The problem: Each record below must be written out exactly as given.

++++

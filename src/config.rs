use std::collections::BTreeMap;
use std::path::{Path, PathBuf};

use anyhow::Context;
use encoding_rs::Encoding;
use serde::Deserialize;

use crate::error::ConfigError;
use crate::format::TemplateFormats;

/// Configuration file name, looked up in the project root.
pub const CONFIG_FILE: &str = "twirl-build.toml";

pub const DEFAULT_SOURCE_DIR: &str = "src/main/twirl";
pub const DEFAULT_DESTINATION_DIR: &str = "build/generated/twirl";
pub const DEFAULT_ENCODING: &str = "UTF-8";
pub const DEFAULT_INCLUDE: &str = "**/*.scala.*";

/// Placeholder in template imports replaced by the template's format extension.
pub const FORMAT_PLACEHOLDER: &str = "%format%";

/// Configuration loaded from `twirl-build.toml` at the project root.
///
/// Every field is optional; unset fields fall back to the Twirl defaults when resolved.
#[derive(Debug, Deserialize, Default)]
#[serde(deny_unknown_fields)]
pub struct TwirlBuildConfig {
    /// Template source roots, relative to the project root.
    pub source_dirs: Option<Vec<PathBuf>>,
    /// Root of the generated sources.
    pub destination_dir: Option<PathBuf>,
    /// Encoding of templates and of generated files.
    pub source_encoding: Option<String>,
    /// Glob patterns (relative to a source root) selecting templates.
    pub includes: Option<Vec<String>>,
    pub excludes: Option<Vec<String>>,
    /// Extension → formatter type. Replaces the defaults when present.
    pub template_formats: Option<BTreeMap<String, String>>,
    /// Imports added to every generated file, before the compiler's defaults.
    pub template_imports: Option<Vec<String>>,
    /// Annotations added to constructors of injectable templates.
    pub constructor_annotations: Option<Vec<String>>,
    /// Passed through to the compiler (Twirl's `inclusiveDot`).
    pub strict: Option<bool>,
    /// Worker threads; 0 or unset lets the pool decide.
    pub jobs: Option<usize>,
    pub compiler: Option<CompilerConfig>,
}

#[derive(Debug, Deserialize, Default, Clone)]
#[serde(deny_unknown_fields)]
pub struct CompilerConfig {
    /// Program and arguments of the external template compiler.
    pub command: Vec<String>,
}

impl TwirlBuildConfig {
    /// Load configuration from `twirl-build.toml` in the given root directory.
    ///
    /// Returns a default configuration if the file does not exist. A file that exists but
    /// cannot be read or parsed is an error.
    pub fn load(root: &Path) -> anyhow::Result<Self> {
        let config_path = root.join(CONFIG_FILE);
        if !config_path.exists() {
            return Ok(Self::default());
        }
        let contents = std::fs::read_to_string(&config_path)
            .with_context(|| format!("failed to read {}", config_path.display()))?;
        toml::from_str(&contents).with_context(|| format!("failed to parse {}", config_path.display()))
    }

    /// Resolve into immutable build settings.
    ///
    /// `default_imports` comes from the compiler collaborator and is merged after the
    /// configured imports, de-duplicated, order preserved.
    pub fn resolve(&self, project_root: &Path, default_imports: &[String]) -> Result<Settings, ConfigError> {
        let absolute = |p: &Path| {
            if p.is_absolute() {
                p.to_path_buf()
            } else {
                project_root.join(p)
            }
        };

        let source_dirs = match &self.source_dirs {
            Some(dirs) => dirs.iter().map(|d| absolute(d.as_path())).collect(),
            None => vec![project_root.join(DEFAULT_SOURCE_DIR)],
        };
        let destination_dir = absolute(
            self.destination_dir
                .as_deref()
                .unwrap_or_else(|| Path::new(DEFAULT_DESTINATION_DIR)),
        );

        let label = self.source_encoding.as_deref().unwrap_or(DEFAULT_ENCODING);
        let encoding = Encoding::for_label(label.trim().as_bytes())
            .ok_or_else(|| ConfigError::UnknownEncoding(label.to_owned()))?;

        let formats = match &self.template_formats {
            Some(map) => TemplateFormats::new(map.iter().map(|(k, v)| (k.as_str(), v.clone()))),
            None => TemplateFormats::default(),
        };

        let mut imports: Vec<String> = Vec::new();
        for import in self
            .template_imports
            .iter()
            .flatten()
            .chain(default_imports.iter())
        {
            if !imports.contains(import) {
                imports.push(import.clone());
            }
        }

        Ok(Settings {
            project_root: project_root.to_path_buf(),
            source_dirs,
            destination_dir,
            encoding,
            formats,
            imports,
            constructor_annotations: self.constructor_annotations.clone().unwrap_or_default(),
            includes: self
                .includes
                .clone()
                .filter(|i| !i.is_empty())
                .unwrap_or_else(|| vec![DEFAULT_INCLUDE.to_owned()]),
            excludes: self.excludes.clone().unwrap_or_default(),
            strict: self.strict.unwrap_or(false),
            jobs: self.jobs.unwrap_or(0),
        })
    }

    /// Configured compiler argv, if any.
    pub fn compiler_command(&self) -> Option<&[String]> {
        self.compiler
            .as_ref()
            .map(|c| c.command.as_slice())
            .filter(|c| !c.is_empty())
    }
}

/// Build settings, resolved once per invocation and shared read-only by every unit.
#[derive(Debug, Clone)]
pub struct Settings {
    pub project_root: PathBuf,
    pub source_dirs: Vec<PathBuf>,
    pub destination_dir: PathBuf,
    pub encoding: &'static Encoding,
    pub formats: TemplateFormats,
    /// Ordered, de-duplicated; may contain [`FORMAT_PLACEHOLDER`].
    pub imports: Vec<String>,
    pub constructor_annotations: Vec<String>,
    pub includes: Vec<String>,
    pub excludes: Vec<String>,
    pub strict: bool,
    pub jobs: usize,
}

impl Settings {
    /// Imports for a template of the given format, placeholder substituted.
    pub fn imports_for(&self, extension: &str) -> Vec<String> {
        self.imports
            .iter()
            .map(|import| import.replace(FORMAT_PLACEHOLDER, extension))
            .collect()
    }

    /// Stable key over every setting that influences generated output.
    ///
    /// Stored next to the change snapshot; a different key forces a full rebuild.
    pub fn cache_key(&self) -> String {
        serde_json::json!({
            "destination": self.destination_dir,
            "encoding": self.encoding.name(),
            "formats": self.formats.iter().collect::<BTreeMap<_, _>>(),
            "imports": self.imports,
            "annotations": self.constructor_annotations,
            "strict": self.strict,
        })
        .to_string()
    }
}
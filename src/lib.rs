//! Incremental build driver for Twirl templates.
//!
//! Change events for template sources are classified into compile and delete units, each
//! unit owns exactly one generated `.template.scala` file, and units run in parallel on a
//! worker pool that reports every failure of a batch together.

pub mod action;
pub mod cache;
pub mod classify;
pub mod compiler;
pub mod config;
pub mod derive;
pub mod dispatch;
pub mod driver;
pub mod error;
pub mod format;
pub mod output;
pub mod source;
pub mod walker;
pub mod watcher;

++++

Response to this task:
filename src/config.rs
use std::collections::BTreeMap;
use std::path::{Path, PathBuf};

use anyhow::Context;
use encoding_rs::Encoding;
use serde::Deserialize;

use crate::error::ConfigError;
use crate::format::TemplateFormats;

/// Configuration file name, looked up in the project root.
pub const CONFIG_FILE: &str = "twirl-build.toml";

pub const DEFAULT_SOURCE_DIR: &str = "src/main/twirl";
pub const DEFAULT_DESTINATION_DIR: &str = "build/generated/twirl";
pub const DEFAULT_ENCODING: &str = "UTF-8";
pub const DEFAULT_INCLUDE: &str = "**/*.scala.*";

/// Placeholder in template imports replaced by the template's format extension.
pub const FORMAT_PLACEHOLDER: &str = "%format%";

/// Configuration loaded from `twirl-build.toml` at the project root.
///
/// Every field is optional; unset fields fall back to the Twirl defaults when resolved.
#[derive(Debug, Deserialize, Default)]
#[serde(deny_unknown_fields)]
pub struct TwirlBuildConfig {
    /// Template source roots, relative to the project root.
    pub source_dirs: Option<Vec<PathBuf>>,
    /// Root of the generated sources.
    pub destination_dir: Option<PathBuf>,
    /// Encoding of templates and of generated files.
    pub source_encoding: Option<String>,
    /// Glob patterns (relative to a source root) selecting templates.
    pub includes: Option<Vec<String>>,
    pub excludes: Option<Vec<String>>,
    /// Extension → formatter type. Replaces the defaults when present.
    pub template_formats: Option<BTreeMap<String, String>>,
    /// Imports added to every generated file, before the compiler's defaults.
    pub template_imports: Option<Vec<String>>,
    /// Annotations added to constructors of injectable templates.
    pub constructor_annotations: Option<Vec<String>>,
    /// Passed through to the compiler (Twirl's `inclusiveDot`).
    pub strict: Option<bool>,
    /// Worker threads; 0 or unset lets the pool decide.
    pub jobs: Option<usize>,
    pub compiler: Option<CompilerConfig>,
}

#[derive(Debug, Deserialize, Default, Clone)]
#[serde(deny_unknown_fields)]
pub struct CompilerConfig {
    /// Program and arguments of the external template compiler.
    pub command: Vec<String>,
}

impl TwirlBuildConfig {
    /// Load configuration from `twirl-build.toml` in the given root directory.
    ///
    /// Returns a default configuration if the file does not exist. A file that exists but
    /// cannot be read or parsed is an error.
    pub fn load(root: &Path) -> anyhow::Result<Self> {
        let config_path = root.join(CONFIG_FILE);
        if !config_path.exists() {
            return Ok(Self::default());
        }
        let contents = std::fs::read_to_string(&config_path)
            .with_context(|| format!("failed to read {}", config_path.display()))?;
        toml::from_str(&contents).with_context(|| format!("failed to parse {}", config_path.display()))
    }

    /// Resolve into immutable build settings.
    ///
    /// `default_imports` comes from the compiler collaborator and is merged after the
    /// configured imports, de-duplicated, order preserved.
    pub fn resolve(&self, project_root: &Path, default_imports: &[String]) -> Result<Settings, ConfigError> {
        let absolute = |p: &Path| {
            if p.is_absolute() {
                p.to_path_buf()
            } else {
                project_root.join(p)
            }
        };

        let source_dirs = match &self.source_dirs {
            Some(dirs) => dirs.iter().map(|d| absolute(d.as_path())).collect(),
            None => vec![project_root.join(DEFAULT_SOURCE_DIR)],
        };
        let destination_dir = absolute(
            self.destination_dir
                .as_deref()
                .unwrap_or_else(|| Path::new(DEFAULT_DESTINATION_DIR)),
        );

        let label = self.source_encoding.as_deref().unwrap_or(DEFAULT_ENCODING);
        let encoding = Encoding::for_label(label.trim().as_bytes())
            .ok_or_else(|| ConfigError::UnknownEncoding(label.to_owned()))?;

        let formats = match &self.template_formats {
            Some(map) => TemplateFormats::new(map.iter().map(|(k, v)| (k.as_str(), v.clone()))),
            None => TemplateFormats::default(),
        };

        let mut imports: Vec<String> = Vec::new();
        for import in self
            .template_imports
            .iter()
            .flatten()
            .chain(default_imports.iter())
        {
            if !imports.contains(import) {
                imports.push(import.clone());
            }
        }

        Ok(Settings {
            project_root: project_root.to_path_buf(),
            source_dirs,
            destination_dir,
            encoding,
            formats,
            imports,
            constructor_annotations: self.constructor_annotations.clone().unwrap_or_default(),
            includes: self
                .includes
                .clone()
                .filter(|i| !i.is_empty())
                .unwrap_or_else(|| vec![DEFAULT_INCLUDE.to_owned()]),
            excludes: self.excludes.clone().unwrap_or_default(),
            strict: self.strict.unwrap_or(false),
            jobs: self.jobs.unwrap_or(0),
        })
    }

    /// Configured compiler argv, if any.
    pub fn compiler_command(&self) -> Option<&[String]> {
        self.compiler
            .as_ref()
            .map(|c| c.command.as_slice())
            .filter(|c| !c.is_empty())
    }
}

/// Build settings, resolved once per invocation and shared read-only by every unit.
#[derive(Debug, Clone)]
pub struct Settings {
    pub project_root: PathBuf,
    pub source_dirs: Vec<PathBuf>,
    pub destination_dir: PathBuf,
    pub encoding: &'static Encoding,
    pub formats: TemplateFormats,
    /// Ordered, de-duplicated; may contain [`FORMAT_PLACEHOLDER`].
    pub imports: Vec<String>,
    pub constructor_annotations: Vec<String>,
    pub includes: Vec<String>,
    pub excludes: Vec<String>,
    pub strict: bool,
    pub jobs: usize,
}

impl Settings {
    /// Imports for a template of the given format, placeholder substituted.
    pub fn imports_for(&self, extension: &str) -> Vec<String> {
        self.imports
            .iter()
            .map(|import| import.replace(FORMAT_PLACEHOLDER, extension))
            .collect()
    }

    /// Stable key over every setting that influences generated output.
    ///
    /// Stored next to the change snapshot; a different key forces a full rebuild.
    pub fn cache_key(&self) -> String {
        serde_json::json!({
            "destination": self.destination_dir,
            "encoding": self.encoding.name(),
            "formats": self.formats.iter().collect::<BTreeMap<_, _>>(),
            "imports": self.imports,
            "annotations": self.constructor_annotations,
            "strict": self.strict,
        })
        .to_string()
    }
}
filename src/lib.rs
//! Incremental build driver for Twirl templates.
//!
//! Change events for template sources are classified into compile and delete units, each
//! unit owns exactly one generated `.template.scala` file, and units run in parallel on a
//! worker pool that reports every failure of a batch together.

pub mod action;
pub mod cache;
pub mod classify;
pub mod compiler;
pub mod config;
pub mod derive;
pub mod dispatch;
pub mod driver;
pub mod error;
pub mod format;
pub mod output;
pub mod source;
pub mod walker;
pub mod watcher;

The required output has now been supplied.